Dalam dunia ini, jika kau pendek kau tak bisa lakukan apapun yang orang tinggi bisa lakukan.
Fukase, 16 tahun, menanamkan pikiran pesimis pada kehidupan SMAnya.
Basket
(c)
Arischa
.
.
Vocaloid © Crypton Family, Yamaha Corp, etc.
.
.
Banyak lubang, nikmati perjalanan anda!
Didesikasikan untuk #ShortisJustice
Jujur saja, Fukase iri melihat para pebasket dengan tubuh tinggi dapat melompat menggapai bola dan bergelantungan pada ring. Maksudnya, hei! Lihat Fukase. Tingginya bahkan di bawah rata-rata pemain basket. Tapi ia cinta basket, lalu mau apa?
Berlatih dan menerapkan segala cara agar ia bisa tinggi.
Tinggi. Fukase hanya ingin tinggi, kawan. Dia ingin jadi pemain inti. Dia ingin tampil memukau membawa nama baik sekolahnya dengan skil basket yang luar biasa. Melompat kuat, menembak bola agar masuk ke ring dengan indah. Mencuri bola, berlari, dan bergelantungan di ring. Fukase hanya ingin itu. Tapi tinggi badan menghalangi mimpinya.
Maka di sinilah Fukase, duduk diam menatap kagum anggota klub basket sekolahnya. Yang lincah bergerak dan berteriak. Dan,
Ketemu.
Itu si surai pink. si senpai idolanya.
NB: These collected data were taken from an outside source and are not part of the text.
//! Thread building - turns a feed snapshot into a tree of [`Post`]s
//!
//! The snapshot is walked breadth-first with an explicit queue, so arbitrarily
//! deep reply chains cannot exhaust the stack while reading. Replies nested
//! deeper than [`ThreadOptions::max_depth`] are not materialized; their count
//! is kept in [`Post::omitted_replies`]. The built tree is walked recursively
//! afterwards (mapping, drop), so its depth never exceeds
//! [`MAX_REPLY_DEPTH_LIMIT`].

use serde::{Deserialize, Serialize};
use serde_json::{Map, Value};
use std::collections::VecDeque;
use std::fmt;
use std::str::FromStr;

use super::post::{Post, PostRecord};
use super::vote::VoteSet;
use crate::value_objects::{FeedPath, PostKey, REPLIES_SEGMENT, VOTES_SEGMENT};

/// Default nesting cutoff for reply trees
pub const DEFAULT_MAX_DEPTH: usize = 32;

/// Hard ceiling on [`ThreadOptions::max_depth`]
pub const MAX_REPLY_DEPTH_LIMIT: usize = 64;

/// Ordering of top-level posts
#[derive(Debug, Clone, Copy, PartialEq, Eq, Hash, Default, Serialize, Deserialize)]
#[serde(rename_all = "lowercase")]
pub enum FeedSort {
    /// Newest first
    #[default]
    New,
    /// Most upvoted first
    Top,
}

impl FromStr for FeedSort {
    type Err = String;

    fn from_str(s: &str) -> Result<Self, Self::Err> {
        match s.trim().to_lowercase().as_str() {
            "new" => Ok(Self::New),
            "top" => Ok(Self::Top),
            other => Err(format!("unknown feed sort: {other}")),
        }
    }
}

impl fmt::Display for FeedSort {
    fn fmt(&self, f: &mut fmt::Formatter<'_>) -> fmt::Result {
        match self {
            Self::New => f.write_str("new"),
            Self::Top => f.write_str("top"),
        }
    }
}

/// Options for [`build_thread`]
#[derive(Debug, Clone, Copy, PartialEq, Eq)]
pub struct ThreadOptions {
    pub sort: FeedSort,
    /// Deepest reply level that is materialized (top-level posts are depth 0).
    /// Values above [`MAX_REPLY_DEPTH_LIMIT`] are clamped.
    pub max_depth: usize,
}

impl Default for ThreadOptions {
    fn default() -> Self {
        Self {
            sort: FeedSort::New,
            max_depth: DEFAULT_MAX_DEPTH,
        }
    }
}

/// Result of [`build_thread`]
#[derive(Debug, Clone, Default, PartialEq, Eq)]
pub struct Thread {
    pub posts: Vec<Post>,
    /// Records that could not be read as posts
    pub skipped_records: usize,
}

struct Node {
    post: Post,
    parent: Option<usize>,
}

/// Build the post tree stored under `root`
///
/// `snapshot` is the JSON value at `root`: an object of push keys to post
/// records. Top-level posts are ordered by `options.sort` (stable); replies
/// keep key order, which is creation order for push keys.
pub fn build_thread(root: &FeedPath, snapshot: Option<&Value>, options: ThreadOptions) -> Thread {
    let max_depth = options.max_depth.min(MAX_REPLY_DEPTH_LIMIT);
    let mut nodes: Vec<Node> = Vec::new();
    let mut skipped_records = 0;
    let mut queue: VecDeque<(Option<usize>, FeedPath, usize, &Map<String, Value>)> =
        VecDeque::new();

    if let Some(Value::Object(children)) = snapshot {
        queue.push_back((None, root.clone(), 0, children));
    }

    while let Some((parent, collection, depth, children)) = queue.pop_front() {
        for (key, value) in children {
            let Ok(path) = collection.child(key) else {
                skipped_records += 1;
                continue;
            };
            let Ok(record) = PostRecord::deserialize(value) else {
                skipped_records += 1;
                continue;
            };

            let votes = VoteSet::from_value(value.get(VOTES_SEGMENT));
            let mut post = Post::from_record(PostKey::new(key.as_str()), path, depth, record, votes);
            let index = nodes.len();

            if let Some(Value::Object(replies)) = value.get(REPLIES_SEGMENT) {
                if !replies.is_empty() {
                    if depth < max_depth {
                        queue.push_back((Some(index), post.path.replies(), depth + 1, replies));
                    } else {
                        post.omitted_replies = count_records(replies);
                    }
                }
            }

            nodes.push(Node { post, parent });
        }
    }

    // Breadth-first order guarantees every parent index is smaller than its
    // children, so a reverse sweep attaches each finished subtree exactly once.
    let mut slots: Vec<Option<Node>> = nodes.into_iter().map(Some).collect();
    let mut roots = Vec::new();
    for index in (0..slots.len()).rev() {
        let Some(Node { mut post, parent }) = slots[index].take() else {
            continue;
        };
        post.replies.reverse();
        match parent.and_then(|p| slots[p].as_mut()) {
            Some(parent_node) => parent_node.post.replies.push(post),
            None => roots.push(post),
        }
    }
    roots.reverse();

    match options.sort {
        FeedSort::New => roots.sort_by(|a, b| b.timestamp.cmp(&a.timestamp)),
        FeedSort::Top => roots.sort_by(|a, b| b.vote_count().cmp(&a.vote_count())),
    }

    Thread {
        posts: roots,
        skipped_records,
    }
}

/// Count every record in a replies collection, at all depths
fn count_records(children: &Map<String, Value>) -> usize {
    let mut total = 0;
    let mut stack = vec![children];
    while let Some(map) = stack.pop() {
        total += map.len();
        for value in map.values() {
            if let Some(Value::Object(replies)) = value.get(REPLIES_SEGMENT) {
                stack.push(replies);
            }
        }
    }
    total
}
Namanya Murata Yuuma. Pemain inti, center, bernomor punggung 4. Artinya,
Murata Yuuma adalah sang kapten. Dan Satoshi Fukase hanya adik kelas yang penuh kagum memuja Yuuma.
"Lihatlah Fukase, betapa tingginya Yuuma-senpai itu. Lihat bagaimana dia di bawah ring. Lihat ketika dia melakukan block, lihat kau yang pendek ini, Fukase." Pesimis tingkat akut. Fukase selalu membandingkan dirinya dengan Yuuma. Tapi, yah. Bukankah menelan realita lebih baik dari berdelusi belaka?
Maksudnya, apa gunanya Fukase berkhayal bahwa dia adalah seorang shoting guard, yang terus-terusan melompat dan mencetak angka, lalu punya banyak fans, lalu dia dibangga-banggakan?
Jatuhya sakit, seperti naik ke punggung elang dalam film fantasy negara jauh di sana, lalu sang burung sudah lelah dan menghempaskannya jatuh ke tanah.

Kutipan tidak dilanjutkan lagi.